Not everything was so smooth. We learned in a hard way what it means to adopt the 0.x tool. We found quite a few cases when the compiler was crashing due StackOverflowException, or the generated code was too slow. We began with the 0.7.x version, and finished with 0.9.2 (0.9.3 was broken for us). Most of the problems arise due to MemberInjector, which we don’t recommend to use.

Moreover, being a compiler plugin, Metro does not output much in build directories, like Anvil and Dagger used to do. At first, it makes debugging a bit harder, but once we’ve got accustomed to rich diagnostic reports which are hidden by a Metro Gradle plugin property, debugging has become much easier.

Another big problem was constant upstream changes. A few dozen developers produced a lot of changes daily, which made a 30min conflict solving ceremony each day. We strategically chose to do migration around the holiday season.

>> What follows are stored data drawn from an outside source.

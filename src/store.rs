use camino::Utf8Path;
use rusqlite::types::Value;
use rusqlite::{Connection, OptionalExtension, params, params_from_iter};
use tracing::debug;

use crate::domain::{RunId, RunMetadata};
use crate::error::IngestError;

pub const PARENT_TABLE: &str = "Main_Run_Table";

/// Two-tier relational store: one deduplicated parent table of run
/// metadata, one child table per run holding its projected sequence rows.
/// A single process owns the store for the duration of a batch.
pub struct RunStore {
    conn: Connection,
    columns: Vec<String>,
}

/// Outcome of ingesting one file's worth of data, committed atomically.
#[derive(Debug, Clone, PartialEq, Eq)]
pub struct FileIngest {
    pub new_run: bool,
    pub rows: usize,
}

/// Read-only query result exposed to the query surface.
#[derive(Debug, serde::Serialize)]
pub struct QueryResult {
    pub columns: Vec<String>,
    pub rows: Vec<Vec<serde_json::Value>>,
}

impl RunStore {
    pub fn open(path: &Utf8Path, columns: &[String]) -> Result<Self, IngestError> {
        let conn = Connection::open(path)?;
        Self::init(conn, columns)
    }

    pub fn open_in_memory(columns: &[String]) -> Result<Self, IngestError> {
        let conn = Connection::open_in_memory()?;
        Self::init(conn, columns)
    }

    fn init(conn: Connection, columns: &[String]) -> Result<Self, IngestError> {
        conn.pragma_update(None, "foreign_keys", true)?;
        conn.execute(
            &format!(
                "CREATE TABLE IF NOT EXISTS {PARENT_TABLE} (
                    run_id TEXT PRIMARY KEY,
                    species TEXT,
                    b_source TEXT,
                    b_type TEXT,
                    chain TEXT,
                    isotype TEXT,
                    age TEXT,
                    longitudinal TEXT,
                    subject TEXT,
                    disease TEXT,
                    vaccine TEXT,
                    author TEXT,
                    link TEXT,
                    total_sequences INTEGER,
                    unique_sequences INTEGER
                )"
            ),
            [],
        )?;
        Ok(Self {
            conn,
            columns: columns.to_vec(),
        })
    }

    /// Consults the parent table directly, so deduplication also holds
    /// against runs written by earlier batches into the same store.
    pub fn is_known(&self, run_id: &RunId) -> Result<bool, IngestError> {
        let exists = self
            .conn
            .query_row(
                &format!("SELECT 1 FROM {PARENT_TABLE} WHERE run_id = ?1"),
                params![run_id.as_str()],
                |_| Ok(()),
            )
            .optional()?;
        Ok(exists.is_some())
    }

    /// Writes a run's metadata to the parent table unless the run is already
    /// known. First write wins: returns false and leaves the existing row
    /// untouched when the run id is present.
    pub fn record(&self, metadata: &RunMetadata) -> Result<bool, IngestError> {
        if self.is_known(&metadata.run_id)? {
            return Ok(false);
        }
        insert_metadata(&self.conn, metadata)?;
        Ok(true)
    }

    /// Commits one file as a single unit of work: the parent row (unless the
    /// run is already known, first write wins), the child table, and all
    /// projected rows. All rows or none; the parent write always lands in
    /// the same transaction as, and before, the first child write.
    pub fn ingest_file(
        &mut self,
        metadata: &RunMetadata,
        rows: &[Vec<String>],
    ) -> Result<FileIngest, IngestError> {
        let table = metadata.run_id.table_name();
        let tx = self.conn.transaction()?;

        let known = tx
            .query_row(
                &format!("SELECT 1 FROM {PARENT_TABLE} WHERE run_id = ?1"),
                params![metadata.run_id.as_str()],
                |_| Ok(()),
            )
            .optional()?
            .is_some();
        if !known {
            insert_metadata(&tx, metadata)?;
        }

        let mut column_defs = self
            .columns
            .iter()
            .map(|column| format!("{} TEXT", quote_ident(column)))
            .collect::<Vec<_>>();
        column_defs.push("run_id TEXT NOT NULL".to_string());
        column_defs.push(format!(
            "FOREIGN KEY(run_id) REFERENCES {PARENT_TABLE}(run_id) ON DELETE CASCADE"
        ));
        tx.execute(
            &format!(
                "CREATE TABLE IF NOT EXISTS {} ({})",
                quote_ident(&table),
                column_defs.join(", ")
            ),
            [],
        )?;

        let mut insert_columns = self
            .columns
            .iter()
            .map(|column| quote_ident(column))
            .collect::<Vec<_>>();
        insert_columns.push("run_id".to_string());
        let placeholders = (1..=insert_columns.len())
            .map(|n| format!("?{n}"))
            .collect::<Vec<_>>()
            .join(", ");
        let mut insert = tx.prepare(&format!(
            "INSERT INTO {} ({}) VALUES ({})",
            quote_ident(&table),
            insert_columns.join(", "),
            placeholders
        ))?;
        for row in rows {
            insert
                .execute(params_from_iter(row.iter()))
                .map_err(|err| map_write_error(&metadata.run_id, err))?;
        }
        drop(insert);

        tx.commit()?;
        debug!(run_id = %metadata.run_id, table = %table, rows = rows.len(), "file committed");
        Ok(FileIngest {
            new_run: !known,
            rows: rows.len(),
        })
    }

    pub fn list_runs(&self) -> Result<Vec<RunMetadata>, IngestError> {
        let mut stmt = self.conn.prepare(&format!(
            "SELECT run_id, species, b_source, b_type, chain, isotype, age,
                    longitudinal, subject, disease, vaccine, author, link,
                    total_sequences, unique_sequences
             FROM {PARENT_TABLE} ORDER BY run_id"
        ))?;
        let runs = stmt
            .query_map([], |row| {
                let run_id: String = row.get(0)?;
                Ok((
                    run_id,
                    RowMeta {
                        species: row.get(1)?,
                        b_source: row.get(2)?,
                        b_type: row.get(3)?,
                        chain: row.get(4)?,
                        isotype: row.get(5)?,
                        age: row.get(6)?,
                        longitudinal: row.get(7)?,
                        subject: row.get(8)?,
                        disease: row.get(9)?,
                        vaccine: row.get(10)?,
                        author: row.get(11)?,
                        link: row.get(12)?,
                        total_sequences: row.get(13)?,
                        unique_sequences: row.get(14)?,
                    },
                ))
            })?
            .collect::<Result<Vec<_>, _>>()?;

        runs.into_iter()
            .map(|(run_id, meta)| {
                Ok(RunMetadata {
                    run_id: run_id
                        .parse()
                        .map_err(|_| IngestError::ReferentialIntegrity(
                            "parent table holds an empty run_id".to_string(),
                        ))?,
                    species: meta.species,
                    b_source: meta.b_source,
                    b_type: meta.b_type,
                    chain: meta.chain,
                    isotype: meta.isotype,
                    age: meta.age,
                    longitudinal: meta.longitudinal,
                    subject: meta.subject,
                    disease: meta.disease,
                    vaccine: meta.vaccine,
                    author: meta.author,
                    link: meta.link,
                    total_sequences: meta.total_sequences,
                    unique_sequences: meta.unique_sequences,
                })
            })
            .collect()
    }

    /// Read-only filtered query over the parent table or any child table.
    /// Identifiers are validated against the live schema before they are
    /// spliced; values are always bound as parameters.
    pub fn query(
        &self,
        table: &str,
        filters: &[(String, String)],
        select: Option<&[String]>,
        limit: Option<u32>,
    ) -> Result<QueryResult, IngestError> {
        if !self.table_exists(table)? {
            return Err(IngestError::UnknownTable(table.to_string()));
        }
        let table_columns = self.table_columns(table)?;
        let check = |column: &str| -> Result<(), IngestError> {
            if table_columns.iter().any(|known| known == column) {
                Ok(())
            } else {
                Err(IngestError::UnknownColumn(column.to_string()))
            }
        };

        let selected: Vec<String> = match select {
            Some(columns) if !columns.is_empty() => {
                for column in columns {
                    check(column)?;
                }
                columns.to_vec()
            }
            _ => table_columns.clone(),
        };

        let mut sql = format!(
            "SELECT {} FROM {}",
            selected
                .iter()
                .map(|column| quote_ident(column))
                .collect::<Vec<_>>()
                .join(", "),
            quote_ident(table)
        );
        let mut values = Vec::new();
        if !filters.is_empty() {
            let mut clauses = Vec::new();
            for (column, value) in filters {
                check(column)?;
                clauses.push(format!("{} = ?{}", quote_ident(column), clauses.len() + 1));
                values.push(value.clone());
            }
            sql.push_str(" WHERE ");
            sql.push_str(&clauses.join(" AND "));
        }
        if let Some(limit) = limit {
            sql.push_str(&format!(" LIMIT {limit}"));
        }

        let mut stmt = self.conn.prepare(&sql)?;
        let width = selected.len();
        let rows = stmt
            .query_map(params_from_iter(values.iter()), |row| {
                let mut out = Vec::with_capacity(width);
                for index in 0..width {
                    out.push(json_value(row.get::<_, Value>(index)?));
                }
                Ok(out)
            })?
            .collect::<Result<Vec<_>, _>>()?;

        Ok(QueryResult {
            columns: selected,
            rows,
        })
    }

    /// Number of rows currently stored in a run's child table.
    pub fn run_row_count(&self, run_id: &RunId) -> Result<usize, IngestError> {
        let table = run_id.table_name();
        if !self.table_exists(&table)? {
            return Ok(0);
        }
        let count: i64 = self.conn.query_row(
            &format!("SELECT COUNT(*) FROM {}", quote_ident(&table)),
            [],
            |row| row.get(0),
        )?;
        Ok(count as usize)
    }

    /// Removes a run: the parent row goes first and the foreign key cascade
    /// clears the child rows; the emptied child table is then dropped.
    /// Child rows are never deleted independently of their parent.
    pub fn delete_run(&mut self, run_id: &RunId) -> Result<bool, IngestError> {
        let table = run_id.table_name();
        let tx = self.conn.transaction()?;
        let removed = tx.execute(
            &format!("DELETE FROM {PARENT_TABLE} WHERE run_id = ?1"),
            params![run_id.as_str()],
        )?;
        tx.execute(&format!("DROP TABLE IF EXISTS {}", quote_ident(&table)), [])?;
        tx.commit()?;
        Ok(removed > 0)
    }

    pub fn table_exists(&self, table: &str) -> Result<bool, IngestError> {
        let found = self
            .conn
            .query_row(
                "SELECT 1 FROM sqlite_master WHERE type = 'table' AND name = ?1",
                params![table],
                |_| Ok(()),
            )
            .optional()?;
        Ok(found.is_some())
    }

    fn table_columns(&self, table: &str) -> Result<Vec<String>, IngestError> {
        let mut stmt = self
            .conn
            .prepare(&format!("PRAGMA table_info({})", quote_ident(table)))?;
        let columns = stmt
            .query_map([], |row| row.get::<_, String>(1))?
            .collect::<Result<Vec<_>, _>>()?;
        Ok(columns)
    }
}

struct RowMeta {
    species: Option<String>,
    b_source: Option<String>,
    b_type: Option<String>,
    chain: Option<String>,
    isotype: Option<String>,
    age: Option<String>,
    longitudinal: Option<String>,
    subject: Option<String>,
    disease: Option<String>,
    vaccine: Option<String>,
    author: Option<String>,
    link: Option<String>,
    total_sequences: Option<i64>,
    unique_sequences: Option<i64>,
}

fn insert_metadata(conn: &Connection, metadata: &RunMetadata) -> rusqlite::Result<()> {
    conn.execute(
        &format!(
            "INSERT INTO {PARENT_TABLE} (
                run_id, species, b_source, b_type, chain, isotype, age,
                longitudinal, subject, disease, vaccine, author, link,
                total_sequences, unique_sequences
            ) VALUES (?1, ?2, ?3, ?4, ?5, ?6, ?7, ?8, ?9, ?10, ?11, ?12, ?13, ?14, ?15)"
        ),
        params![
            metadata.run_id.as_str(),
            metadata.species,
            metadata.b_source,
            metadata.b_type,
            metadata.chain,
            metadata.isotype,
            metadata.age,
            metadata.longitudinal,
            metadata.subject,
            metadata.disease,
            metadata.vaccine,
            metadata.author,
            metadata.link,
            metadata.total_sequences,
            metadata.unique_sequences,
        ],
    )?;
    Ok(())
}

/// Double-quote an SQL identifier, doubling embedded quotes.
fn quote_ident(ident: &str) -> String {
    format!("\"{}\"", ident.replace('"', "\"\""))
}

/// A foreign key failure here means the write-ordering invariant was broken
/// upstream; it is a logic error, never a recoverable per-file condition.
fn map_write_error(run_id: &RunId, err: rusqlite::Error) -> IngestError {
    if let rusqlite::Error::SqliteFailure(code, ref message) = err
        && code.code == rusqlite::ErrorCode::ConstraintViolation
        && message
            .as_deref()
            .is_some_and(|text| text.contains("FOREIGN KEY"))
    {
        return IngestError::ReferentialIntegrity(format!(
            "child rows for run {run_id} have no parent row"
        ));
    }
    IngestError::Store(err)
}

fn json_value(value: Value) -> serde_json::Value {
    match value {
        Value::Null => serde_json::Value::Null,
        Value::Integer(n) => serde_json::Value::from(n),
        Value::Real(n) => serde_json::Value::from(n),
        Value::Text(s) => serde_json::Value::from(s),
        Value::Blob(bytes) => serde_json::Value::from(format!("<{} bytes>", bytes.len())),
    }
}

#[cfg(test)]
mod tests {
    use super::*;

    #[test]
    fn quote_ident_doubles_quotes() {
        assert_eq!(quote_ident("plain"), "\"plain\"");
        assert_eq!(quote_ident("we\"ird"), "\"we\"\"ird\"");
    }
}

After summing everything, we have zero regrets. Of course, it was a bumpy ride, but a worthy one. We learned so much about compilers, how to do mass migrations, how to make good codegen. Big thanks to Zac Sweers, who put a lot of effort into fixing problems in a timely manner, and we hope that our small contributions to Metro will help others to have a smoother migration.

The results

Two months later after migrating and solving all the issues we were able to enable this juicy K2 and a bit later Incremental compilation (which is a topic that deserves another article all for itself). The results are looking quite good for us. Apart from getting rid of existential dread which was caused by the fact that K1 support will be dropped sooner or later, we’ve got some solid CI build times improvements! For our large codebase, they look as follows:

Build Scenario Metro Dagger/Anvil Reduction Savings
Best Case build; most tasks are cached 3m 23s 4m 33s 25.64% 1m 10s
Worst Case build; no tasks are cached 24m 12s 27m 05s 10.65% 2m 53s
Worst Case Release build; no tasks are cached 37m 43s 40m 09s 6.06% 2m 26s
ABI change in a core module that all feature modules depend on 15m 46s 17m 22s 9.21% 1m 36s


These stats were recorded with Metro 0.9.x. Metro continues to grow and improve, also improving the code it generates, and therefore, build times, so if we were measuring them with the latest version, the results would have certainly been even better!

Our local build times also improved greatly, incremental compilation is no joke! However for the sake of brevity, we will not include them here.

Conclusion

To sum it all up, Metro consolidated all the best practices from other popular frameworks, while leaving out the not-so-best practices on the side, allowed us to enable K2 and immediately experience significant build time improvements, while also unlocking incremental compilation, which means that the builds will be getting even faster.

The migration process, even in a big codebase with lots of legacy remainders lingering, even without using any interoperability capabilities, was interesting and as challenging as it should have been in such circumstances.

The developer satisfaction and confidence in the context of dependency injection has also increased with the arrival of Metro. It’s easier to reason about one DI framework, rather than two, especially when this framework is kotlin-first and kotlin-centric.